> Collected data entries
/---
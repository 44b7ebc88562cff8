//! Handlers for `/relations` endpoints.

use axum::{
  Json,
  extract::{Path, State},
  http::StatusCode,
  response::IntoResponse,
};
use ods_core::{
  id::RelationId,
  relation::{NewRelation, RelationPatch, RelationRecord},
  store::EntityStore,
};

use crate::{AppState, error::ApiError, extract::ValidJson};

fn not_found(id: &RelationId) -> ApiError {
  ApiError::NotFound(format!("relation {id} not found"))
}

/// `GET /relations`
pub async fn list<S: EntityStore>(
  State(state): State<AppState<S>>,
) -> Result<Json<Vec<RelationRecord>>, ApiError> {
  let relations = state.store.list_relations().await.map_err(ApiError::store)?;
  Ok(Json(relations))
}

/// `POST /relations`: referenced objects need not exist.
pub async fn create<S: EntityStore>(
  State(state): State<AppState<S>>,
  ValidJson(body): ValidJson<NewRelation>,
) -> Result<impl IntoResponse, ApiError> {
  let relation = state
    .store
    .create_relation(body)
    .await
    .map_err(ApiError::store)?;
  tracing::info!(id = %relation.id, kind = %relation.relation_type, "relation created");
  Ok((StatusCode::CREATED, Json(relation)))
}

/// `GET /relations/{id}`
pub async fn get_one<S: EntityStore>(
  State(state): State<AppState<S>>,
  Path(id): Path<RelationId>,
) -> Result<Json<RelationRecord>, ApiError> {
  let relation = state
    .store
    .get_relation(&id)
    .await
    .map_err(ApiError::store)?
    .ok_or_else(|| not_found(&id))?;
  Ok(Json(relation))
}

/// `PUT /relations/{id}`
pub async fn update<S: EntityStore>(
  State(state): State<AppState<S>>,
  Path(id): Path<RelationId>,
  ValidJson(patch): ValidJson<RelationPatch>,
) -> Result<Json<RelationRecord>, ApiError> {
  let relation = state
    .store
    .update_relation(&id, patch)
    .await
    .map_err(ApiError::store)?
    .ok_or_else(|| not_found(&id))?;
  Ok(Json(relation))
}

/// `DELETE /relations/{id}`
pub async fn delete<S: EntityStore>(
  State(state): State<AppState<S>>,
  Path(id): Path<RelationId>,
) -> Result<StatusCode, ApiError> {
  if !state.store.delete_relation(&id).await.map_err(ApiError::store)? {
    return Err(not_found(&id));
  }
  tracing::info!(%id, "relation deleted");
  Ok(StatusCode::NO_CONTENT)
}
\---
> PROMPT
Go through the entries above and report each line with the string "async" in it.

> EXERCISE ANSWER
pub async fn list<S: EntityStore>(
pub async fn create<S: EntityStore>(
pub async fn get_one<S: EntityStore>(
pub async fn update<S: EntityStore>(
pub async fn delete<S: EntityStore>(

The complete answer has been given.